Ms. Russ advances three reasons why the ALJ's decision should be rejected. First, she contends that the ALJ did not attempt to obtain a functional assessment from one of Ms. Russ's treating doctors and thereby erred by failing to sufficiently develop the record. Second, she argues that the ALJ's RFC determination was not supported by substantial evidence. Third, she asserts that the ALJ's determination that she could perform light and sedentary work is not supported by substantial evidence and that the VE's testimony of what jobs could be performed by Ms. Russ was based on obsolete data. The Court agrees that the ALJ erred in failing to seek an opinion from one of Ms. Russ's treating doctors, particularly her pain management doctor from August 2018 to August 2019 – a time period for which no doctor offered any opinion. That error warrants remand. As consideration of a treating doctor's opinion on remand likely would affect the remaining inquiries, including determination of Ms. Russ's RFC, the Court does not reach those issues.

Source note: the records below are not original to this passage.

//! Fusion of duplicate records.

use lazy_static::lazy_static;
use regex::Regex;

use super::fields::{self, UNKNOWN};
use super::provenance::ProvenanceEntry;
use super::quality::percent_upper_chars;
use super::{Record, RecordError};

lazy_static! {
    static ref TRAILING_PART: Regex = Regex::new(r"part [a-z0-9]+$").unwrap();
}

const TERMS_REQUIRED_TO_MATCH: &[&str] = &[
    "erratum",
    "correction",
    "corrigendum",
    "comment",
    "commentary",
    "response",
];

/// Fields that keep the main record's value whenever it has one.
const KEEP_EXISTING: &[&str] = &[fields::SCREENING_CRITERIA, fields::PRESCREEN_EXCLUSION, fields::PDF_ID];

#[derive(Debug, Clone, Copy, PartialEq, Eq)]
enum Winner {
    Main,
    Other,
}

fn check_mergeable(main: &Record, other: &Record) -> Result<(), RecordError> {
    let title_a = main.get(fields::TITLE).unwrap_or("").to_lowercase();
    let title_b = other.get(fields::TITLE).unwrap_or("").to_lowercase();
    let invalid = |reason: &str| RecordError::InvalidMerge {
        main: main.id.clone(),
        other: other.id.clone(),
        reason: reason.to_string(),
    };

    let part_a = TRAILING_PART.find(title_a.trim()).map(|m| m.as_str().to_string());
    let part_b = TRAILING_PART.find(title_b.trim()).map(|m| m.as_str().to_string());
    if part_a != part_b {
        return Err(invalid("titles refer to different parts"));
    }

    let terms_a: Vec<&str> = TERMS_REQUIRED_TO_MATCH
        .iter()
        .copied()
        .filter(|t| title_a.contains(t))
        .collect();
    let terms_b: Vec<&str> = TERMS_REQUIRED_TO_MATCH
        .iter()
        .copied()
        .filter(|t| title_b.contains(t))
        .collect();
    if terms_a != terms_b {
        return Err(invalid("only one record is an erratum, comment or response"));
    }
    Ok(())
}

fn select_winner(
    key: &str,
    main: &Record,
    other: &Record,
    main_rank: u8,
    other_rank: u8,
) -> Winner {
    let mine = main.get(key).unwrap_or("").trim();
    let theirs = other.get(key).unwrap_or("").trim();

    if theirs.is_empty() || theirs == UNKNOWN {
        return Winner::Main;
    }
    if mine.is_empty() || mine == UNKNOWN {
        return Winner::Other;
    }
    if other_rank != main_rank {
        return if other_rank > main_rank {
            Winner::Other
        } else {
            Winner::Main
        };
    }

    match (main.field_has_defect(key), other.field_has_defect(key)) {
        (true, false) => return Winner::Other,
        (false, true) => return Winner::Main,
        _ => {}
    }

    match key {
        fields::AUTHOR | fields::TITLE => {
            let mine_upper = percent_upper_chars(mine) > 0.8;
            let theirs_upper = percent_upper_chars(theirs) > 0.8;
            if mine_upper != theirs_upper {
                return if mine_upper { Winner::Other } else { Winner::Main };
            }
        }
        fields::JOURNAL | fields::BOOKTITLE => {
            let mine_abbr = mine.contains('.');
            let theirs_abbr = theirs.contains('.');
            if mine_abbr != theirs_abbr {
                return if mine_abbr { Winner::Other } else { Winner::Main };
            }
        }
        fields::PAGES => {
            if theirs.contains("--") && !mine.contains("--") {
                return Winner::Other;
            }
            return Winner::Main;
        }
        _ => {}
    }

    if theirs.chars().count() > mine.chars().count() {
        Winner::Other
    } else {
        Winner::Main
    }
}

impl Record {
    /// Merges a duplicate into this record.
    ///
    /// `default_source` stands in for fields of `other` that carry no provenance.
    pub fn merge(&mut self, other: &Record, default_source: &str) -> Result<(), RecordError> {
        check_mergeable(self, other)?;

        let main_rank = self.masterdata_quality();
        let other_rank = other.masterdata_quality();
        let main_curated = self.masterdata_is_curated();
        let other_curated = other.masterdata_is_curated();
        let marker = format!("merged-from:{}", other.id);

        for origin in &other.origin {
            self.add_origin(origin);
        }
        for cid in &other.colrev_id {
            if !self.colrev_id.contains(cid) {
                self.colrev_id.push(cid.clone());
            }
        }
        self.status = self.status.min(other.status);

        if other_curated && !main_curated {
            let masterdata: Vec<String> = self
                .fields
                .keys()
                .filter(|k| fields::is_masterdata(k))
                .cloned()
                .collect();
            for key in masterdata {
                self.fields.remove(&key);
            }
            for (key, value) in other.data_fields().filter(|(k, _)| fields::is_masterdata(k)) {
                self.fields.insert(key.clone(), value.clone());
            }
            self.masterdata_provenance = other.masterdata_provenance.clone();
            self.entrytype = other.entrytype.clone();
        } else if !main_curated
            && fields::is_generic_entrytype(&self.entrytype)
            && !fields::is_generic_entrytype(&other.entrytype)
        {
            self.entrytype = other.entrytype.clone();
        }

        for (key, value) in other.data_fields() {
            let value = value.trim();
            if value.is_empty() {
                continue;
            }
            let masterdata = fields::is_masterdata(key);
            if masterdata && (main_curated || other_curated) {
                continue;
            }
            if key == fields::FILE {
                self.merge_file(value);
                continue;
            }
            let other_prov = other
                .provenance_for(key)
                .cloned()
                .unwrap_or_else(|| ProvenanceEntry::new(default_source, ""));

            let existing = self.get(key).map(str::to_string);
            match existing {
                None => {
                    self.fields.insert(key.clone(), value.to_string());
                    self.provenance_map(key).insert(key.clone(), other_prov);
                }
                Some(existing) if existing.trim() == value => {}
                Some(_) if KEEP_EXISTING.contains(&key.as_str()) => {}
                Some(_) => {
                    match select_winner(key, self, other, main_rank, other_rank) {
                        Winner::Other => {
                            self.fields.insert(key.clone(), value.to_string());
                            let mut prov = other_prov;
                            prov.add_note(&marker);
                            self.provenance_map(key).insert(key.clone(), prov);
                        }
                        Winner::Main => {
                            self.provenance_map(key).add_note(key, &marker, default_source);
                        }
                    }
                }
            }
        }
        Ok(())
    }

    fn provenance_map(&mut self, key: &str) -> &mut super::Provenance {
        if fields::is_masterdata(key) {
            &mut self.masterdata_provenance
        } else {
            &mut self.data_provenance
        }
    }

    fn merge_file(&mut self, value: &str) {
        let mut files: Vec<String> = self
            .get(fields::FILE)
            .map(|f| f.split(';').map(|s| s.trim().to_string()).collect())
            .unwrap_or_default();
        for file in value.split(';').map(str::trim) {
            if !file.is_empty() && !files.iter().any(|f| f == file) {
                files.push(file.to_string());
            }
        }
        files.retain(|f| !f.is_empty());
        self.fields.insert(fields::FILE.to_string(), files.join(";"));
        if !self.data_provenance.contains_key(fields::FILE) {
            self.data_provenance
                .insert(fields::FILE, ProvenanceEntry::new("merge", ""));
        }
    }
}
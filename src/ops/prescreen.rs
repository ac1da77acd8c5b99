//! Prescreen: include/exclude decisions based on metadata.

use std::collections::BTreeMap;
use tracing::info;

use super::{states_of, Operation, Outcome};
use crate::endpoints::Decision;
use crate::error::{ColrevError, Result};
use crate::process::{OperationsType, RecordState};
use crate::record::{fields, Records};
use crate::review_manager::ReviewManager;

/// Decisions given on the command line. They take precedence over the
/// endpoints.
#[derive(Debug, Clone, Default)]
pub struct ManualDecisions {
    pub include: Vec<String>,
    pub exclude: Vec<(String, Option<String>)>,
    /// Include every record no endpoint decided on.
    pub include_all: bool,
}

impl ManualDecisions {
    /// Decisions for `candidates`, in candidate order; unknown IDs are an error.
    pub(crate) fn decisions(&self, candidates: &[String], default_exclusion: &str) -> Result<Vec<Decision>> {
        let mut decided = BTreeMap::new();
        for id in &self.include {
            decided.insert(id.clone(), Decision::include(id));
        }
        for (id, reason) in &self.exclude {
            let reason = reason.clone().unwrap_or_else(|| default_exclusion.to_string());
            decided.insert(id.clone(), Decision::exclude(id, reason));
        }
        if let Some(unknown) = decided.keys().find(|id| !candidates.contains(id)) {
            return Err(ColrevError::InvalidInput(format!(
                "{unknown} is not waiting for this decision"
            )));
        }
        Ok(candidates.iter().filter_map(|id| decided.remove(id)).collect())
    }
}

pub struct Prescreen<'a> {
    operation: Operation<'a>,
}

impl<'a> Prescreen<'a> {
    pub fn new(review_manager: &'a ReviewManager) -> Result<Self> {
        Ok(Self {
            operation: Operation::new(review_manager, OperationsType::Prescreen)?,
        })
    }

    fn apply(records: &mut Records, decision: &Decision) {
        let Some(record) = records.get_mut(&decision.id) else {
            return;
        };
        if decision.include {
            record.status = RecordState::RevPrescreenIncluded;
        } else {
            let reason = decision.detail.as_deref().unwrap_or("out of scope");
            record.set(fields::PRESCREEN_EXCLUSION, reason);
            record.status = RecordState::RevPrescreenExcluded;
        }
    }

    /// Applies the manual decisions, then asks the endpoints about the
    /// records still undecided. Records nobody decided on stay in
    /// `md_processed`.
    pub async fn run(&mut self, manual: &ManualDecisions) -> Result<Outcome> {
        let rm = self.operation.review_manager();
        let mut records = rm.dataset().load_records()?;
        let before = states_of(&records);
        let mut pending: Vec<String> = records
            .values()
            .filter(|r| r.status == RecordState::MdProcessed)
            .map(|r| r.id.clone())
            .collect();

        for decision in manual.decisions(&pending, "manual")? {
            Self::apply(&mut records, &decision);
            pending.retain(|id| id != &decision.id);
        }

        let package_manager = rm.package_manager();
        for endpoint_settings in &rm.settings().prescreen.prescreen_package_endpoints {
            if pending.is_empty() {
                break;
            }
            let endpoint = package_manager.load_prescreen(endpoint_settings)?;
            self.operation.add_endpoint(endpoint.name());
            let decisions = endpoint.prescreen(&records, &pending).await?;
            info!("{}: {} decisions", endpoint.name(), decisions.len());
            for decision in decisions.iter().filter(|d| pending.contains(&d.id)) {
                Self::apply(&mut records, decision);
            }
            pending.retain(|id| !decisions.iter().any(|d| &d.id == id));
        }

        if manual.include_all {
            for id in pending.drain(..) {
                Self::apply(&mut records, &Decision::include(&id));
            }
        }

        let decided = |state: RecordState| {
            records
                .values()
                .filter(|r| before.get(&r.id) == Some(&RecordState::MdProcessed) && r.status == state)
                .count()
        };
        let summary = format!(
            "{} included, {} excluded",
            decided(RecordState::RevPrescreenIncluded),
            decided(RecordState::RevPrescreenExcluded)
        );
        let mut outcome = self.operation.save_and_commit(&summary, &before, &records, &[])?;
        if !pending.is_empty() {
            outcome = outcome.message(format!("{} records still need a prescreen decision", pending.len()));
        }
        Ok(outcome)
    }
}

#[cfg(test)]
mod tests {
    use super::*;
    use crate::ops::tests::processed_project;

    #[test]
    fn manual_decisions_follow_candidate_order() {
        let candidates = vec!["A".to_string(), "B".to_string(), "C".to_string()];
        let manual = ManualDecisions {
            include: vec!["C".into()],
            exclude: vec![("A".into(), None)],
            include_all: false,
        };
        let decisions = manual.decisions(&candidates, "manual").unwrap();
        assert_eq!(decisions, vec![Decision::exclude("A", "manual"), Decision::include("C")]);

        let unknown = ManualDecisions {
            include: vec!["X".into()],
            ..ManualDecisions::default()
        };
        assert!(unknown.decisions(&candidates, "manual").is_err());
    }

    #[tokio::test]
    async fn manual_exclusion_and_include_all() {
        let (_dir, manager) = processed_project().await;
        let records = manager.dataset().load_records().unwrap();
        let doe = records.values().find(|r| r.id.starts_with("Doe")).unwrap().id.clone();

        let manual = ManualDecisions {
            exclude: vec![(doe.clone(), Some("not about ERP".into()))],
            include_all: true,
            ..ManualDecisions::default()
        };
        let outcome = Prescreen::new(&manager).unwrap().run(&manual).await.unwrap();
        assert_eq!(outcome.transitions.count_to(RecordState::RevPrescreenExcluded), 1);
        assert_eq!(outcome.transitions.count_to(RecordState::RevPrescreenIncluded), 1);

        let records = manager.dataset().load_records().unwrap();
        assert_eq!(records[&doe].get(fields::PRESCREEN_EXCLUSION), Some("not about ERP"));
    }

    #[tokio::test]
    async fn undecided_records_stay_processed() {
        let (_dir, manager) = processed_project().await;
        let outcome = Prescreen::new(&manager)
            .unwrap()
            .run(&ManualDecisions::default())
            .await
            .unwrap();
        assert_eq!(outcome.messages, vec!["2 records still need a prescreen decision".to_string()]);
        let records = manager.dataset().load_records().unwrap();
        assert!(records.values().all(|r| r.status == RecordState::MdProcessed));
    }
}
//! Distribute: hand a file over to another registered project.

use std::fs;
use std::path::{Path, PathBuf};
use tracing::info;

use crate::dataset::ProjectPaths;
use crate::environment::Environment;
use crate::error::{ColrevError, Result};

/// Copies `file` into the project registered as `target` (by name or path).
/// PDFs go to `data/pdfs/`, everything else to `data/search/` for the next `load`.
pub fn distribute(environment: &Environment, file: &Path, target: &str) -> Result<PathBuf> {
    if !file.is_file() {
        return Err(ColrevError::InvalidInput(format!("{} is not a file", file.display())));
    }
    let registry = environment.registry()?;
    let repo = registry
        .find_by_name(target)
        .or_else(|| registry.get(Path::new(target)))
        .ok_or_else(|| ColrevError::InvalidInput(format!("{target} is not a registered project")))?;

    let paths = ProjectPaths::new(&repo.repo_source_path);
    let is_pdf = file
        .extension()
        .is_some_and(|e| e.eq_ignore_ascii_case("pdf"));
    let dir = if is_pdf { paths.pdf_dir() } else { paths.search_dir() };
    let name = file
        .file_name()
        .ok_or_else(|| ColrevError::InvalidInput(format!("{} has no file name", file.display())))?;
    let destination = dir.join(name);
    if destination.exists() {
        return Err(ColrevError::InvalidInput(format!(
            "{} already exists",
            destination.display()
        )));
    }
    fs::create_dir_all(&dir)?;
    fs::copy(file, &destination)?;
    info!("copied {} to {}", file.display(), destination.display());
    Ok(destination)
}

#[cfg(test)]
mod tests {
    use super::*;
    use tempfile::tempdir;

    #[test]
    fn copies_into_registered_projects() {
        let dir = tempdir().unwrap();
        let env = Environment::open_at(&dir.path().join("home")).unwrap();
        let project = dir.path().join("review-b");
        fs::create_dir_all(&project).unwrap();
        env.register_repo(&project, None).unwrap();

        let results = dir.path().join("scopus.bib");
        fs::write(&results, "@article{x, title={T}}").unwrap();
        let copied = distribute(&env, &results, "review-b").unwrap();
        assert_eq!(copied, project.join("data/search/scopus.bib"));
        assert!(copied.is_file());
        assert!(distribute(&env, &results, "review-b").is_err());

        let paper = dir.path().join("paper.PDF");
        fs::write(&paper, b"%PDF-1.4").unwrap();
        let copied = distribute(&env, &paper, &project.display().to_string()).unwrap();
        assert_eq!(copied, project.join("data/pdfs/paper.PDF"));

        assert!(matches!(
            distribute(&env, &results, "unknown"),
            Err(ColrevError::InvalidInput(_))
        ));
    }
}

A. The ALJ Failed To Adequately Develop The Record

"Before determining whether the Commissioner's conclusions are supported by substantial evidence," a court "must first be satisfied that the claimant has had a full hearing under the ... regulations and in accordance with the beneficent purposes of the [Social Security] Act." Moran v. Astrue , 569 F.3d 108, 112 (2d Cir. 2009) (alterations in original) (quoting Cruz v. Sullivan , 912 F.2d 8, 11 (2d Cir. 1990) ). Whether an ALJ has satisfied his or her duty to develop the administrative record is a threshold question. See Campbell v. Commissioner of Social Security , No. 19-CV-4516, 2020 WL 4581776, at *14 (S.D.N.Y. Aug. 10, 2020) ("Before determining whether the Commissioner's final decision is supported by substantial evidence ... the court must first be satisfied that the ALJ ... completely developed the administrative record") (internal quotations marks omitted); Sanchez v. Saul , No. 18-CV-12102, 2020 WL 2951884, at *23 (S.D.N.Y. Jan. 13, 2020) ("As a threshold matter, ... this Court must independently consider the question of whether the ALJ failed to satisfy his duty to develop the Record."), R. & R. adopted , 2020 WL 1330215 (S.D.N.Y. March 23, 2020). Here, the ALJ failed to fulfill his obligation to sufficiently develop the record. Although the ALJ had the benefit of opinions from a consulting examining doctor and a non-examining consulting doctor, neither reviewed Ms. Russ's records for all of August 2018 to August 2019; nor did either of them examine her at any time during that period. The ALJ essentially brushed aside the records from that period and improperly substituted his opinion for that of a medical professional.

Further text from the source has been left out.